CHANDRA MOHAN VS UNION OF INDIA
2002 P T D 1233
[241 I T R 484]
[Madhya Pradesh High Court (India)]
Before D. P. S. Chauhan, J
CHANDRA MOHAN
Versus
UNION OF INDIA and others
Miscellaneous Petition No.2403 of 1988, decided on 22/04/1998.
Income-tax---
----Refund---Section 240 would apply only where refund becomes due as a result of an order passed in appeal or other proceeding under Indian Income- tax Act---Return filed and tax paid by assessee---No order of assessment within period of limitation---No claim by assessee that tax had been paid in excess---Amount paid as tax could not be refunded---Indian Income Tax Act, 1961, Ss, 140A & 240.
Under section 240 of the Income Tax Act, 1961, the liability for refund of any amount which becomes due to the assessee must be in consequence of any order passed in appeal or other proceeding under the Act. The tax payable on the basis of the returns filed by the assessee is treated as "assessed tax". It is not at all made dependent on any regular assessment being made, though in the event of regular assessment, the amount paid under subsection (1) of section 140A is deemed to have been paid towards the regular assessment. Therefore, by no stretch of imagination, can the tax paid and collected under section 140A be described as a mere ad hoc or interim payment which can be said to fail in the absence of a regular assessment.

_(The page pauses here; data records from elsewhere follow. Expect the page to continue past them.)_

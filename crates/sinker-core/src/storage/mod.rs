//! Storage layer for webhook events and subscriptions.
//!
//! The store traits act as an anti-corruption layer between domain logic and
//! persistence: the delivery engine only ever talks to [`EventStore`] and
//! [`SubscriptionStore`], so the PostgreSQL schema can evolve without
//! touching dispatch or retry code, and tests can swap in the in-memory
//! implementations for deterministic behavior validation.
//!
//! All database access MUST go through this module. Direct SQL elsewhere is
//! forbidden to keep the query surface auditable.

use std::sync::Arc;

use chrono::{DateTime, Utc};
use sqlx::PgPool;

pub mod memory;
pub mod postgres;

pub use memory::{InMemoryEventStore, InMemorySubscriptionStore};
pub use postgres::{PgEventStore, PgSubscriptionStore};

use crate::{
    error::Result,
    models::{
        EventId, EventStatus, NewEvent, NewSubscription, Subscription, SubscriptionId,
        SubscriptionUpdate, WebhookEvent,
    },
};

/// Persistence operations for webhook delivery events.
///
/// Reads observe the latest committed write. Plain [`save`](Self::save)
/// calls on the same id are not serialized against each other; concurrent
/// mutators avoid lost updates with
/// [`save_if_attempts`](Self::save_if_attempts).
#[async_trait::async_trait]
pub trait EventStore: Send + Sync + std::fmt::Debug {
    /// Persists a new event, assigning its id and timestamps.
    ///
    /// The stored row starts in `pending` with zero attempts.
    async fn create(&self, event: NewEvent) -> Result<WebhookEvent>;

    /// Fetches an event by id. Returns `None` when no row exists.
    async fn get(&self, id: EventId) -> Result<Option<WebhookEvent>>;

    /// Overwrites the stored row with `event` and bumps `updated_at`.
    ///
    /// `created_at` is immutable and keeps its stored value.
    async fn save(&self, event: &WebhookEvent) -> Result<()>;

    /// Compare-and-swap variant of [`save`](Self::save).
    ///
    /// The write commits only when the stored attempts counter still equals
    /// `expected_attempts`. Returns `false` when another writer got there
    /// first or the row no longer exists; the caller re-reads and retries.
    async fn save_if_attempts(
        &self,
        event: &WebhookEvent,
        expected_attempts: i32,
    ) -> Result<bool>;

    /// Lists events in `status`, newest first.
    ///
    /// `older_than` keeps only rows whose `updated_at` lies strictly before
    /// the cutoff. Used by the retry scheduler to narrow its sweep.
    async fn list_by_status(
        &self,
        status: EventStatus,
        limit: i64,
        older_than: Option<DateTime<Utc>>,
    ) -> Result<Vec<WebhookEvent>>;

    /// Lists the most recently created events, newest first.
    async fn list_recent(&self, limit: i64) -> Result<Vec<WebhookEvent>>;

    /// Counts all stored events.
    async fn count(&self) -> Result<i64>;

    /// Counts events in the given status.
    async fn count_by_status(&self, status: EventStatus) -> Result<i64>;

    /// Mean recorded latency in milliseconds across all attempts.
    ///
    /// Returns `None` when no event has a recorded latency yet.
    async fn average_response_time(&self) -> Result<Option<f64>>;

    /// Deletes an event. Not-found error when the row is absent.
    async fn delete(&self, id: EventId) -> Result<()>;
}

/// Persistence operations for webhook subscriptions.
///
/// Subscriptions are a plain CRUD surface with a uniqueness constraint on
/// the URL; the delivery path never reads them.
#[async_trait::async_trait]
pub trait SubscriptionStore: Send + Sync + std::fmt::Debug {
    /// Persists a new subscription, assigning its id and timestamps.
    ///
    /// Conflict error when another subscription already uses the URL.
    async fn create(&self, subscription: NewSubscription) -> Result<Subscription>;

    /// Fetches a subscription by id. Returns `None` when no row exists.
    async fn get(&self, id: SubscriptionId) -> Result<Option<Subscription>>;

    /// Lists all subscriptions, newest first.
    async fn list(&self) -> Result<Vec<Subscription>>;

    /// Lists subscriptions with the active flag set, newest first.
    async fn list_active(&self) -> Result<Vec<Subscription>>;

    /// Applies a partial update; `None` fields keep their stored value.
    ///
    /// Not-found error when the row is absent, conflict error when a URL
    /// change collides with another subscription.
    async fn update(
        &self,
        id: SubscriptionId,
        update: SubscriptionUpdate,
    ) -> Result<Subscription>;

    /// Deletes a subscription. Not-found error when the row is absent.
    async fn delete(&self, id: SubscriptionId) -> Result<()>;
}

/// Container wiring the PostgreSQL-backed stores to a shared pool.
///
/// `Storage` is the entry point the binary uses: it owns the connection pool
/// and hands out the store implementations behind `Arc` so the engine and
/// its workers can share them.
#[derive(Debug, Clone)]
pub struct Storage {
    /// Event rows.
    pub events: Arc<PgEventStore>,

    /// Subscription rows.
    pub subscriptions: Arc<PgSubscriptionStore>,
}

impl Storage {
    /// Creates a new storage instance with the given connection pool.
    pub fn new(pool: PgPool) -> Self {
        let pool = Arc::new(pool);

        Self {
            events: Arc::new(PgEventStore::new(pool.clone())),
            subscriptions: Arc::new(PgSubscriptionStore::new(pool)),
        }
    }

    /// Performs a health check on the database connection.
    ///
    /// # Errors
    ///
    /// Returns `CoreError::Database` if the connection is unhealthy or the
    /// query times out.
    pub async fn health_check(&self) -> Result<()> {
        let _: (i32,) = sqlx::query_as("SELECT 1").fetch_one(&*self.events.pool()).await?;

        Ok(())
    }
}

Held, that in the instant case, the petitioner claimed refund not as a result of any order passed in appeal or other proceeding. It was not the case of the petitioner that in the return filed by the petitioner, the petitioner claimed refund of excess tax paid. The petitioner's claim was based on the fact that he had filed his return and paid the taxes but no order of assessment had been passed within the time provided under the Act. In such a situation, the taxable income shown in the return, so filed by the petitioner, shall be treated as admission of the petitioner and lie same shall be binding on him unless he files a revised return claiming some non-taxable income and on that basis refusing the liability for tax payment. The petitioner was not entitled to refund of this Court.
By the Court: Section 153(1)(a)(iii) has not provided that the return filed by the petitioner shall be deemed to have been an order of assessment of income-tax accepting the return of the assessee. In many matters under the law and otherwise an assessee is asked for an assessment order. If no assessment order exists it would create a difficulty as well as hardship to the taxpayers for non-action on the part of the Income-tax Officer. It is a matter which may invite the attention of the Government of India and the legislative body or functionary which may consider this aspect of the matter. It is not in the domain if this Court.
Saurashtra Cement and Chemical Industries Ltd. v. I.T.O. (1992)
CIT v. Shelly Products (1997) 225 ITR 882 (MP); Deep Chand Jain v. I.T.O. (1984) 145 ITR 676 (P&H); Gopal Ramnarayan (R.) v. I.T.O. (Third) (1980) 126 ITR 369 (Kar.); Gulabchand Motilal v. CIT (1994) 205 ITR 62 (MP); Saraya Sugar Mills Ltd. v. I.T.O. (1997) 226. ITR 475 (All.) and Shantibai (Sort.) v. CIT (1984) 148 ITR 49 (MP) ref.
P.R. Bhave for Petitioner.
V.K. Tankha for respondent.
JUDGMENT
The petitioner is an assessee assessed to income-tax under the Tax Act, 1961 (for brevity, hereinafter referred to as the Act .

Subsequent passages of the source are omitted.